Staying healthy at 65 and beyond doesn’t look the same as it did at 25, 35, or 45 years old. Sure, the basics are the same: eat well, exercise, get enough sleep and limit unhealthy vices. But when you’re older, the day-to-day practices grow more nuanced and the stakes inch higher.
For most young people, chronic illness is a distant concern. But as you enter your golden years, illness and injury become a pressing reality. No longer does good health feel like a guarantee, but something that must be carefully guarded. Thankfully, maintaining good health as you age is possible when you adopt a few key habits.
It’s easy to eat the same meals day after day. It’s fast, it’s comfortable and it gets the job done. It’s not, however, a recipe for good health. Getting the nutrients you need to maintain a sturdy skeleton, a sharp mind and a strong immune system requires eating a wide variety of nutrient-packed foods.

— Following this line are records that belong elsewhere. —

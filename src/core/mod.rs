//! Core module - project layout, configuration and catalog loading

pub mod catalog;
pub mod config;
pub mod loader;
pub mod project;
pub mod validate;

pub use catalog::{Catalog, CatalogError, HardwareFilter, WebbingFilter};
pub use config::Config;
pub use project::{Project, ProjectError};
pub use validate::{validate_catalog, Severity, ValidationIssue, ValidationReport};
//! `sqt price` command - Flat single-region strap pricing

use console::style;
use miette::Result;

use crate::cli::helpers::{
    format_inches, format_money, markdown_table, print_json, print_yaml, resolve_format,
    write_csv,
};
use crate::cli::{GlobalOpts, OutputFormat};
use crate::core::{Config, Project};
use crate::pricing::{
    calculate_price, quantity_discount_label, BuckleType, HardwareSelection, Material,
    PriceBreakdown, StrapSpecs,
};

#[derive(clap::Args, Debug)]
pub struct PriceArgs {
    /// Strap length in inches
    #[arg(long, short = 'l')]
    pub length: f64,

    /// Strap width in inches
    #[arg(long, short = 'w', default_value_t = 1.0)]
    pub width: f64,

    /// Strap material
    #[arg(long, short = 'm', value_enum, default_value_t = Material::Nylon)]
    pub material: Material,

    /// Strap color
    #[arg(long, short = 'c', default_value = "black")]
    pub color: String,

    /// Buckle style
    #[arg(long, short = 'b', value_enum, default_value_t = BuckleType::None)]
    pub buckle: BuckleType,

    /// Add a pair of D-rings
    #[arg(long)]
    pub d_rings: bool,

    /// Add a rivet set
    #[arg(long)]
    pub rivets: bool,

    /// Add snap fasteners
    #[arg(long)]
    pub snaps: bool,

    /// Add velcro strips
    #[arg(long)]
    pub velcro: bool,

    /// Add a tri-glide adjuster
    #[arg(long)]
    pub tri_glide: bool,

    /// Number of straps
    #[arg(long, short = 'n', default_value_t = 1)]
    pub quantity: u32,
}

impl PriceArgs {
    fn specs(&self) -> StrapSpecs {
        StrapSpecs {
            length: self.length,
            width: self.width,
            material: self.material,
            color: self.color.clone(),
        }
    }

    fn hardware(&self) -> HardwareSelection {
        HardwareSelection {
            buckle: self.buckle,
            d_rings: self.d_rings,
            rivets: self.rivets,
            snaps: self.snaps,
            velcro: self.velcro,
            tri_glide: self.tri_glide,
        }
    }

    fn check(&self) -> Result<()> {
        if self.quantity == 0 {
            return Err(miette::miette!("quantity must be greater than zero"));
        }
        for (name, value) in [("length", self.length), ("width", self.width)] {
            if !(value > 0.0) || !value.is_finite() {
                return Err(miette::miette!(
                    "{} must be a positive number of inches (got {})",
                    name,
                    value
                ));
            }
        }
        Ok(())
    }
}

pub fn run(args: PriceArgs, global: &GlobalOpts) -> Result<()> {
    args.check()?;

    // Pricing needs no catalog, but a project config may still set the format
    let project = Project::resolve(global.project.as_deref()).ok();
    let config = Config::load(project.as_ref());
    let format = resolve_format(
        global.format,
        config.default_format.as_deref(),
        OutputFormat::Tsv,
    );

    let specs = args.specs();
    let breakdown = calculate_price(&specs, &args.hardware(), args.quantity);
    tracing::debug!(total = breakdown.total, quantity = args.quantity, "priced strap");

    match format {
        OutputFormat::Json => print_json(&breakdown)?,
        OutputFormat::Yaml => print_yaml(&breakdown)?,
        OutputFormat::Csv => write_csv(
            &["description", "quantity", "unit_price", "total"],
            breakdown.line_items.iter().map(|item| {
                vec![
                    item.description.clone(),
                    item.quantity.to_string(),
                    format!("{:.2}", item.unit_price),
                    format!("{:.2}", item.total),
                ]
            }),
        )?,
        OutputFormat::Md => {
            println!("{}", line_item_table(&breakdown));
            println!();
            println!("- **Subtotal:** {}", format_money(breakdown.subtotal));
            println!(
                "- **Discount:** {}",
                format_money(-breakdown.quantity_discount)
            );
            println!("- **Total:** {}", format_money(breakdown.total));
        }
        OutputFormat::Id => println!("{:.2}", breakdown.total),
        OutputFormat::Tsv | OutputFormat::Auto => {
            print_summary(&specs, &breakdown, args.quantity, global.quiet)
        }
    }

    Ok(())
}

fn line_item_table(breakdown: &PriceBreakdown) -> String {
    markdown_table(
        &["Item", "Qty", "Unit", "Total"],
        breakdown.line_items.iter().map(|item| {
            vec![
                item.description.clone(),
                item.quantity.to_string(),
                format_money(item.unit_price),
                format_money(item.total),
            ]
        }),
    )
}

fn print_summary(specs: &StrapSpecs, breakdown: &PriceBreakdown, quantity: u32, quiet: bool) {
    if !quiet {
        println!(
            "{} {} × {} {} strap, {}",
            style("Strap:").bold(),
            format_inches(specs.length),
            format_inches(specs.width),
            specs.material,
            specs.color
        );
        println!();
    }

    println!(
        "{:<28} {:<6} {:<10} {:<10}",
        style("ITEM").bold(),
        style("QTY").bold(),
        style("UNIT").bold(),
        style("TOTAL").bold()
    );
    println!("{}", "-".repeat(58));
    for item in &breakdown.line_items {
        println!(
            "{:<28} {:<6} {:<10} {:<10}",
            item.description,
            item.quantity,
            format_money(item.unit_price),
            format_money(item.total)
        );
    }
    println!("{}", "-".repeat(58));
    println!("{:<46} {}", "Subtotal", format_money(breakdown.subtotal));
    if breakdown.quantity_discount > 0.0 {
        println!(
            "{:<46} {}",
            "Volume discount",
            style(format_money(-breakdown.quantity_discount)).green()
        );
    }
    println!(
        "{:<46} {}",
        style("Total").bold(),
        style(format_money(breakdown.total)).bold()
    );

    if !quiet {
        println!();
        println!(
            "{} {}",
            style("→").blue(),
            quantity_discount_label(quantity)
        );
    }
}
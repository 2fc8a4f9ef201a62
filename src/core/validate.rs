//! Catalog consistency checks
//!
//! Records that parse can still be unusable for quoting: a webbing missing a
//! price for a region that has a pricing rule, hardware without a base tier,
//! overlapping volume breaks. These checks run across the whole catalog.

use serde::Serialize;
use std::collections::BTreeSet;

use crate::core::catalog::Catalog;
use crate::entities::{HardwareItem, PricingRule, Region, WebbingItem, STANDARD_WIDTHS};

/// How serious an issue is
#[derive(Debug, Clone, Copy, PartialEq, Eq, PartialOrd, Ord, Serialize)]
#[serde(rename_all = "lowercase")]
pub enum Severity {
    Warning,
    Error,
}

impl std::fmt::Display for Severity {
    fn fmt(&self, f: &mut std::fmt::Formatter<'_>) -> std::fmt::Result {
        match self {
            Severity::Warning => write!(f, "warning"),
            Severity::Error => write!(f, "error"),
        }
    }
}

/// A single problem with a catalog record
#[derive(Debug, Clone, PartialEq, Serialize)]
pub struct ValidationIssue {
    pub severity: Severity,
    /// Record the issue belongs to, e.g. `webbing WEB-NYLON-1`
    pub record: String,
    pub message: String,
}

/// All issues found in a catalog
#[derive(Debug, Clone, Default, Serialize)]
pub struct ValidationReport {
    pub issues: Vec<ValidationIssue>,
}

impl ValidationReport {
    fn error(&mut self, record: impl Into<String>, message: impl Into<String>) {
        self.issues.push(ValidationIssue {
            severity: Severity::Error,
            record: record.into(),
            message: message.into(),
        });
    }

    fn warning(&mut self, record: impl Into<String>, message: impl Into<String>) {
        self.issues.push(ValidationIssue {
            severity: Severity::Warning,
            record: record.into(),
            message: message.into(),
        });
    }

    pub fn errors(&self) -> impl Iterator<Item = &ValidationIssue> {
        self.issues.iter().filter(|i| i.severity == Severity::Error)
    }

    pub fn warnings(&self) -> impl Iterator<Item = &ValidationIssue> {
        self.issues.iter().filter(|i| i.severity == Severity::Warning)
    }

    /// Whether the catalog passes; in strict mode warnings also fail it
    pub fn passes(&self, strict: bool) -> bool {
        if strict {
            self.issues.is_empty()
        } else {
            self.errors().next().is_none()
        }
    }
}

/// Check every cross-record invariant of `catalog`
pub fn validate_catalog(catalog: &Catalog) -> ValidationReport {
    let mut report = ValidationReport::default();

    let mut priced_regions = BTreeSet::new();
    for rule in &catalog.pricing_rules {
        if !priced_regions.insert(rule.region) {
            report.error(
                format!("pricing {}", rule.region),
                "region has more than one pricing rule",
            );
        }
        check_rule(rule, &mut report);
    }

    check_unique_ids(catalog.webbing.iter().map(|w| w.id.as_str()), "webbing", &mut report);
    check_unique_ids(catalog.hardware.iter().map(|h| h.id.as_str()), "hardware", &mut report);

    for webbing in &catalog.webbing {
        check_webbing(webbing, &priced_regions, &mut report);
    }
    for item in &catalog.hardware {
        check_hardware(item, &mut report);
    }

    report
}

fn check_unique_ids<'a>(
    ids: impl Iterator<Item = &'a str>,
    kind: &str,
    report: &mut ValidationReport,
) {
    let mut seen = BTreeSet::new();
    for id in ids {
        if !seen.insert(id) {
            report.error(format!("{} {}", kind, id), "duplicate id");
        }
    }
}

fn check_rule(rule: &PricingRule, report: &mut ValidationReport) {
    let record = format!("pricing {}", rule.region);

    let costs = [
        ("labor_rate_per_unit", rule.labor_rate_per_unit),
        ("tooling_base", rule.tooling_base),
        ("tooling_per_hardware_type", rule.tooling_per_hardware_type),
        ("shipping_rate_per_lb", rule.shipping_rate_per_lb),
        ("shipping_base", rule.shipping_base),
    ];
    for (field, value) in costs {
        if !(value >= 0.0) {
            report.error(&record, format!("{} must not be negative (got {})", field, value));
        }
    }

    if rule.lead_time_weeks_min > rule.lead_time_weeks_max {
        report.error(
            &record,
            format!(
                "lead time minimum {} exceeds maximum {}",
                rule.lead_time_weeks_min, rule.lead_time_weeks_max
            ),
        );
    }

    let mut previous_max: Option<Option<u32>> = None;
    for (i, brk) in rule.qty_breaks.iter().enumerate() {
        if !(0.0..1.0).contains(&brk.discount) {
            report.error(
                &record,
                format!("qty break {} discount {} is outside 0..1", i + 1, brk.discount),
            );
        }
        if let Some(max) = brk.max {
            if max < brk.min {
                report.error(
                    &record,
                    format!("qty break {} has max {} below min {}", i + 1, max, brk.min),
                );
            }
        }
        match previous_max {
            Some(None) => report.error(
                &record,
                format!("qty break {} follows an unbounded break", i + 1),
            ),
            Some(Some(prev)) if brk.min <= prev => report.error(
                &record,
                format!(
                    "qty break {} starts at {} but the previous break runs to {}",
                    i + 1,
                    brk.min,
                    prev
                ),
            ),
            _ => {}
        }
        previous_max = Some(brk.max);
    }
}

fn check_webbing(webbing: &WebbingItem, priced_regions: &BTreeSet<Region>, report: &mut ValidationReport) {
    let record = format!("webbing {}", webbing.id);

    for region in priced_regions {
        if !webbing.price_per_yard_by_region.contains_key(region) {
            report.error(&record, format!("no price_per_yard for region {}", region));
        }
        if !webbing.moq_by_region.contains_key(region) {
            report.error(&record, format!("no moq for region {}", region));
        }
    }

    for (region, price) in &webbing.price_per_yard_by_region {
        if !(*price >= 0.0) {
            report.error(&record, format!("negative price_per_yard for region {}", region));
        }
    }

    if !webbing.has_standard_width() {
        report.warning(
            &record,
            format!(
                "width {} is not a standard width ({})",
                webbing.width,
                STANDARD_WIDTHS
                    .iter()
                    .map(|w| w.to_string())
                    .collect::<Vec<_>>()
                    .join(", ")
            ),
        );
    }

    if webbing.specs.weight_per_yard_oz <= 0.0 {
        report.warning(
            &record,
            "weight_per_yard_oz is not set; shipping will be billed at the 1 lb minimum",
        );
    }
}

fn check_hardware(item: &HardwareItem, report: &mut ValidationReport) {
    let record = format!("hardware {}", item.id);

    if item.price_tiers.base_price().is_none() {
        report.error(&record, "price_tiers has no base tier at quantity \"1\"");
    }

    let mut previous: Option<f64> = None;
    for tier in item.price_tiers.iter() {
        if !(tier.unit_price >= 0.0) {
            report.error(
                &record,
                format!("negative unit price at tier {}", tier.min_qty),
            );
        }
        if let Some(prev) = previous {
            if tier.unit_price > prev {
                report.warning(
                    &record,
                    format!(
                        "tier {} costs more per unit than the tier below it",
                        tier.min_qty
                    ),
                );
            }
        }
        previous = Some(tier.unit_price);
    }
}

Lean meats, fatty fish and whole grains are excellent sources of macronutrients such as protein, carbohydrates, healthy fats and fiber. However, for the many micronutrients your body needs to function its best, you’ll need to turn to colorful vegetables. As Eating Well explains, different vegetables contain different phytochemicals; often, a vegetable’s color hints at the phytochemicals contained inside. That means eating a wide variety of vegetables is the best way to get the full range of nutrients your body needs.
Addiction is a growing issue among older adults and prescription drug misuse is a major cause. If you accidentally take two doses of a medication or take more than prescribed because you think you need a higher dose, you’re putting yourself at risk of developing a drug addiction. Mix the wrong drugs together or take medications alongside alcohol and you could experience a dangerous drug interaction. Avoid this by disclosing all prescription and over-the-counter medications to your doctor, always following prescription instructions, and asking your doctor before making medication changes.
Exercise is the secret to staying mobile, functional, and independent as you age. It prevents age-related bone loss, maintains your balance so you’re less prone to falls, improves moods and cognitive function, and reduces your risk of a dizzying array of illnesses and diseases. It’s also central to managing chronic diseases you already have.
If you think exercise only happens in a gym, you’re not thinking big picture. Staying active for life is about integrating physical activity into your routines, not restricting it to a separate domain. The best way to do that is by adopting active hobbies including dancing, bicycling, hiking or even playing Wii games at home.
Now that you’re retired and your kids are grown, social interaction isn’t a natural part of your days. However, that doesn’t mean it’s any less necessary. According to the Campaign to End Loneliness, a lack of social connection is as bad for your health as smoking 15 cigarettes a day. Social isolation increases your risk of heart problems, dementia and depression, and it could land you in a nursing home before you’re ready.
Thankfully, the solution to this health threat is a fun one: spend more time with your family and friends. If you need more connections, join a faith community, volunteer, take a senior fitness class, pick up a social hobby, or do something else to meet new people.
When you reach the senior years, there’s no more putting off getting healthy until “later.” For better or worse, the decisions you make today will affect your health for the rest of your life. If you want your remaining years to be vibrant ones, set your sights on these healthy habits.